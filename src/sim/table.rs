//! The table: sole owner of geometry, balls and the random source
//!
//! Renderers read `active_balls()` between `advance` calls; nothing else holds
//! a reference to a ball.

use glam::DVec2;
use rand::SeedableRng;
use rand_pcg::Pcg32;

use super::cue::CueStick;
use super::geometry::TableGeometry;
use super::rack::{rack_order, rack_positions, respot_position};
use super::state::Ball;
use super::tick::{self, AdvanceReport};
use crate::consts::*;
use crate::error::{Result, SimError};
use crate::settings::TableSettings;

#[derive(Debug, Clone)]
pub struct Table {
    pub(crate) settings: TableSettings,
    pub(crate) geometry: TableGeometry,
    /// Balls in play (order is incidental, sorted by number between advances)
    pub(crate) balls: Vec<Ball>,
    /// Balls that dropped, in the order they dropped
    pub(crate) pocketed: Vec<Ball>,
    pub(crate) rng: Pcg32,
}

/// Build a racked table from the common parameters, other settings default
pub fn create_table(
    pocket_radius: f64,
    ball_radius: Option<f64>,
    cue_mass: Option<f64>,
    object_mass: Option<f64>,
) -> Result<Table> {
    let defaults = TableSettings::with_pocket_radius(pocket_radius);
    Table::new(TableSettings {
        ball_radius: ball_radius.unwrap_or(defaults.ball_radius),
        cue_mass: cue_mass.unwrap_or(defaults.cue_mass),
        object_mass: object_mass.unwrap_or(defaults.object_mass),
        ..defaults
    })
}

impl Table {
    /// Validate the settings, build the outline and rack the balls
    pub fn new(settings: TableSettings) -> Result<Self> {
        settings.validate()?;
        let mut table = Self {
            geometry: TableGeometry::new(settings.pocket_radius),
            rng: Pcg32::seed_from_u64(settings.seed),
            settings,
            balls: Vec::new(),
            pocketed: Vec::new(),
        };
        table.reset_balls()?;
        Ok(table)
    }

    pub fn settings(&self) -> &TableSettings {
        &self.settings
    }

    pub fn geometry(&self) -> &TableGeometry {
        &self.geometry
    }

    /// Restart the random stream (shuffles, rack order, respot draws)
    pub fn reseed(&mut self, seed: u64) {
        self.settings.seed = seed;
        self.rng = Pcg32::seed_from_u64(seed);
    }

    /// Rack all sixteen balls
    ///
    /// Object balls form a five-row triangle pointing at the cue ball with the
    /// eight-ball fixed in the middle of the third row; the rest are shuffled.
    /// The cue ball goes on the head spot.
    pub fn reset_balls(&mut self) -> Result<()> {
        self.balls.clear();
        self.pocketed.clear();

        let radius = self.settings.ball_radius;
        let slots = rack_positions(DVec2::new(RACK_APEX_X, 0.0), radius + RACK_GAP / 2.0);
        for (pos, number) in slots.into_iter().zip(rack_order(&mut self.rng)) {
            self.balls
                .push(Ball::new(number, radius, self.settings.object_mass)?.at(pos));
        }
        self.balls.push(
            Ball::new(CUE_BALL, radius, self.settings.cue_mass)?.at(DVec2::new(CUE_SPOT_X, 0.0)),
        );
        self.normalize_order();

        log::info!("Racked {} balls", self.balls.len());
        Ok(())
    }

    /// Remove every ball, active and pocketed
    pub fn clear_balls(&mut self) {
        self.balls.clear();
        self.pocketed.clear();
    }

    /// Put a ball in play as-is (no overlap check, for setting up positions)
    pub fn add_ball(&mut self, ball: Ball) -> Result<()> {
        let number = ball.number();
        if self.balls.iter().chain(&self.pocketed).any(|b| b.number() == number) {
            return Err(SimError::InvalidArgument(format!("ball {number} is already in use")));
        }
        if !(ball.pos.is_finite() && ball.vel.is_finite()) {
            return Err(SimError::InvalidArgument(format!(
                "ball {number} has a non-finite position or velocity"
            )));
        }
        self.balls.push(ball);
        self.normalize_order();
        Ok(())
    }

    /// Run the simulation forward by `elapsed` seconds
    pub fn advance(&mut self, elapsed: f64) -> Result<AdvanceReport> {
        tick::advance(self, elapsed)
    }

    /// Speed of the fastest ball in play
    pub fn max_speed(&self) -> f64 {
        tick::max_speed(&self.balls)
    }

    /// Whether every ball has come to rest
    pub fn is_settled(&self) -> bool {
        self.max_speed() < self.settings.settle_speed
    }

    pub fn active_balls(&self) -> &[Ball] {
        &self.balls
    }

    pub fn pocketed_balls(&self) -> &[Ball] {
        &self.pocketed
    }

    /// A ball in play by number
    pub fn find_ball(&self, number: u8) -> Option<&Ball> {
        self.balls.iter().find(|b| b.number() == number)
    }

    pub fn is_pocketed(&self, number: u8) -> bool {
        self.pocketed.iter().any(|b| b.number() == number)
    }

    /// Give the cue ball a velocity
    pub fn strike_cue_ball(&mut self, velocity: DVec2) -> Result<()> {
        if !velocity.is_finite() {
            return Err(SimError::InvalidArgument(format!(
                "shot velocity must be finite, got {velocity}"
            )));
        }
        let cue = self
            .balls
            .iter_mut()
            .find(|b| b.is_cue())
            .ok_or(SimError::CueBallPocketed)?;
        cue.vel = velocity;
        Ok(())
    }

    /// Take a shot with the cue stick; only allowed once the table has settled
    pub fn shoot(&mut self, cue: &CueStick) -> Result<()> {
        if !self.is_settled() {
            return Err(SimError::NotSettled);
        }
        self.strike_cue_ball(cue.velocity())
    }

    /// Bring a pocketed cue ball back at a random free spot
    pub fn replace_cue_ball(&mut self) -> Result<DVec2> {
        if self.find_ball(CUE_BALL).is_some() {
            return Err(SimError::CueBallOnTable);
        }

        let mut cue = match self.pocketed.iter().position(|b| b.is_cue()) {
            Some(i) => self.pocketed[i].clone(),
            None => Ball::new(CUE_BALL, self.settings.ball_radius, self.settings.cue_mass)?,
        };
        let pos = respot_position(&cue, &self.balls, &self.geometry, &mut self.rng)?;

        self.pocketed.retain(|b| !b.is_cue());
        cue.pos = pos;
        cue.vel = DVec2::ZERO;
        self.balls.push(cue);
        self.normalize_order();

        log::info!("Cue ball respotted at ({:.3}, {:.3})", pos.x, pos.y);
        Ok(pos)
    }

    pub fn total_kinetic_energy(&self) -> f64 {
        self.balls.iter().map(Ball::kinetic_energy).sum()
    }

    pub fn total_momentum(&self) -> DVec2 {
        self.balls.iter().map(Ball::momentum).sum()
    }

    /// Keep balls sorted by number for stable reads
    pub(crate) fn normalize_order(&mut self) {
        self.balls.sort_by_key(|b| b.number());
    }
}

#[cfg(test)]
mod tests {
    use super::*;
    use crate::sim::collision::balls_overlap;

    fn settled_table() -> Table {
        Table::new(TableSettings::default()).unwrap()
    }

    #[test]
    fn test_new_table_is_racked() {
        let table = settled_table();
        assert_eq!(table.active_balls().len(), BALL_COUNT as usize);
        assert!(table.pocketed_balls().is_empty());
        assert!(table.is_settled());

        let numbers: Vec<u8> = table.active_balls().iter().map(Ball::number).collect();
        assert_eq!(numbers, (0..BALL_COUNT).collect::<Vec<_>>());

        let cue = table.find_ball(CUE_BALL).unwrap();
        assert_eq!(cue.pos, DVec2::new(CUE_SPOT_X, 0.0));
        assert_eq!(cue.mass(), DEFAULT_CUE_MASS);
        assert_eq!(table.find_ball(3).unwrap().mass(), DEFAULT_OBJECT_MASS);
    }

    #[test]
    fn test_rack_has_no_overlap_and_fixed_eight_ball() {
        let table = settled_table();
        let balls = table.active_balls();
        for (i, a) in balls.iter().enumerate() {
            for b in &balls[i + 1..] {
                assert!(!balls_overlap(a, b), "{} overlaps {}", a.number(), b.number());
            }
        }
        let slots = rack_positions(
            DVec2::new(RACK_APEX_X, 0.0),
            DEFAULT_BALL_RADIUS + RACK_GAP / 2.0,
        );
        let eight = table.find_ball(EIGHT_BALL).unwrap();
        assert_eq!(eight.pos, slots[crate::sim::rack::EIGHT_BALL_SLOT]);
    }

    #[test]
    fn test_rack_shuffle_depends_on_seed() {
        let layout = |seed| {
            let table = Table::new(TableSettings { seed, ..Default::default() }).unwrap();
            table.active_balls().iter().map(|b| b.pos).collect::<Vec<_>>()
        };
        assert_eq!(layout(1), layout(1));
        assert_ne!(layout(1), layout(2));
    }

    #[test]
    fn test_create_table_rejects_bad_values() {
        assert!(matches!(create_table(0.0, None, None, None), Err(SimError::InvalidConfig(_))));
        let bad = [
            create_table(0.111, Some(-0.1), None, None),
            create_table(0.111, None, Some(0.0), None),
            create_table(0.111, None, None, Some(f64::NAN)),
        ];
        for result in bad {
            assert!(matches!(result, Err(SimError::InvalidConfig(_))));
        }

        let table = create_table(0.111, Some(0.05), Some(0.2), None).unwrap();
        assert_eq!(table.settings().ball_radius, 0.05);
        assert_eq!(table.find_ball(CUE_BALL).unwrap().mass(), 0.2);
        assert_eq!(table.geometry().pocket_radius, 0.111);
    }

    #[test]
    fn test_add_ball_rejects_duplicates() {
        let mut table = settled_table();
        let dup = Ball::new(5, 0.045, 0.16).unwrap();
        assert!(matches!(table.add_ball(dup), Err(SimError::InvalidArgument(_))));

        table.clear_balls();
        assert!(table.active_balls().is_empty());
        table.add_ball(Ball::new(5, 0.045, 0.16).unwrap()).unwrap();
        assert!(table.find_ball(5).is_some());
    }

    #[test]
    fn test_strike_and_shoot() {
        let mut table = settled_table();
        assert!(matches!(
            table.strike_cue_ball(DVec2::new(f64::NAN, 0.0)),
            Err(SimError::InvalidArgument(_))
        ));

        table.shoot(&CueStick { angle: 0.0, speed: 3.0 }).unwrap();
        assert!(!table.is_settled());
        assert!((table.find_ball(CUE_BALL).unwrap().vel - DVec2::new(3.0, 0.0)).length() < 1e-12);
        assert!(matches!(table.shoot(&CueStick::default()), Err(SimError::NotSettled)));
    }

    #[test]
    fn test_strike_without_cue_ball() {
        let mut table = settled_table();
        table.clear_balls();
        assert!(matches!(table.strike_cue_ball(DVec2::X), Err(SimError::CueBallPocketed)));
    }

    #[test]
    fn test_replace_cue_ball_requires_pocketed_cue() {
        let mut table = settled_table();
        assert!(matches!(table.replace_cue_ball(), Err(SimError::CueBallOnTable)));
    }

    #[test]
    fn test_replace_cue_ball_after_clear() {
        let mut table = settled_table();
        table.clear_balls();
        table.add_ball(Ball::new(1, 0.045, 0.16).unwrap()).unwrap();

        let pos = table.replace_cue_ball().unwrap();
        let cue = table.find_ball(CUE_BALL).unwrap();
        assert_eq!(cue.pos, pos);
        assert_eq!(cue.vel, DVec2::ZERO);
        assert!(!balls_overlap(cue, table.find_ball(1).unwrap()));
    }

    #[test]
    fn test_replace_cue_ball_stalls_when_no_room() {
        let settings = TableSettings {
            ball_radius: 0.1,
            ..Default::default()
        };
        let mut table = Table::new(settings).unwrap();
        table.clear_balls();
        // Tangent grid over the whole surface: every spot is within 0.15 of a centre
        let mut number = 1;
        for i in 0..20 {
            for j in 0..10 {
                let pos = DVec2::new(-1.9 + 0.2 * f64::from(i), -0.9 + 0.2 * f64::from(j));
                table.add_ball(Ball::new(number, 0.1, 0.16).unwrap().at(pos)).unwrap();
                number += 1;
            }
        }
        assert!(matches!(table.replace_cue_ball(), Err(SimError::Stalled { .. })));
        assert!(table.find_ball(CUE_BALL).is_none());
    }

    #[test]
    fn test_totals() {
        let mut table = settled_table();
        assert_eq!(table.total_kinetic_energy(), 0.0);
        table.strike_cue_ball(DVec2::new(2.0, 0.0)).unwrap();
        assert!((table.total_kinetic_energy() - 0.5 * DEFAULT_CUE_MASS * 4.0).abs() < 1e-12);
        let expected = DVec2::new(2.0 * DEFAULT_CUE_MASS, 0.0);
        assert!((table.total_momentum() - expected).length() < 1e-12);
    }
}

──────────

DIRECTIONS: Make a copy of each line in the records above that has the word "slots".

TASK RESULT:
        let slots = rack_positions(DVec2::new(RACK_APEX_X, 0.0), radius + RACK_GAP / 2.0);
        for (pos, number) in slots.into_iter().zip(rack_order(&mut self.rng)) {
        let slots = rack_positions(
        assert_eq!(eight.pos, slots[crate::sim::rack::EIGHT_BALL_SLOT]);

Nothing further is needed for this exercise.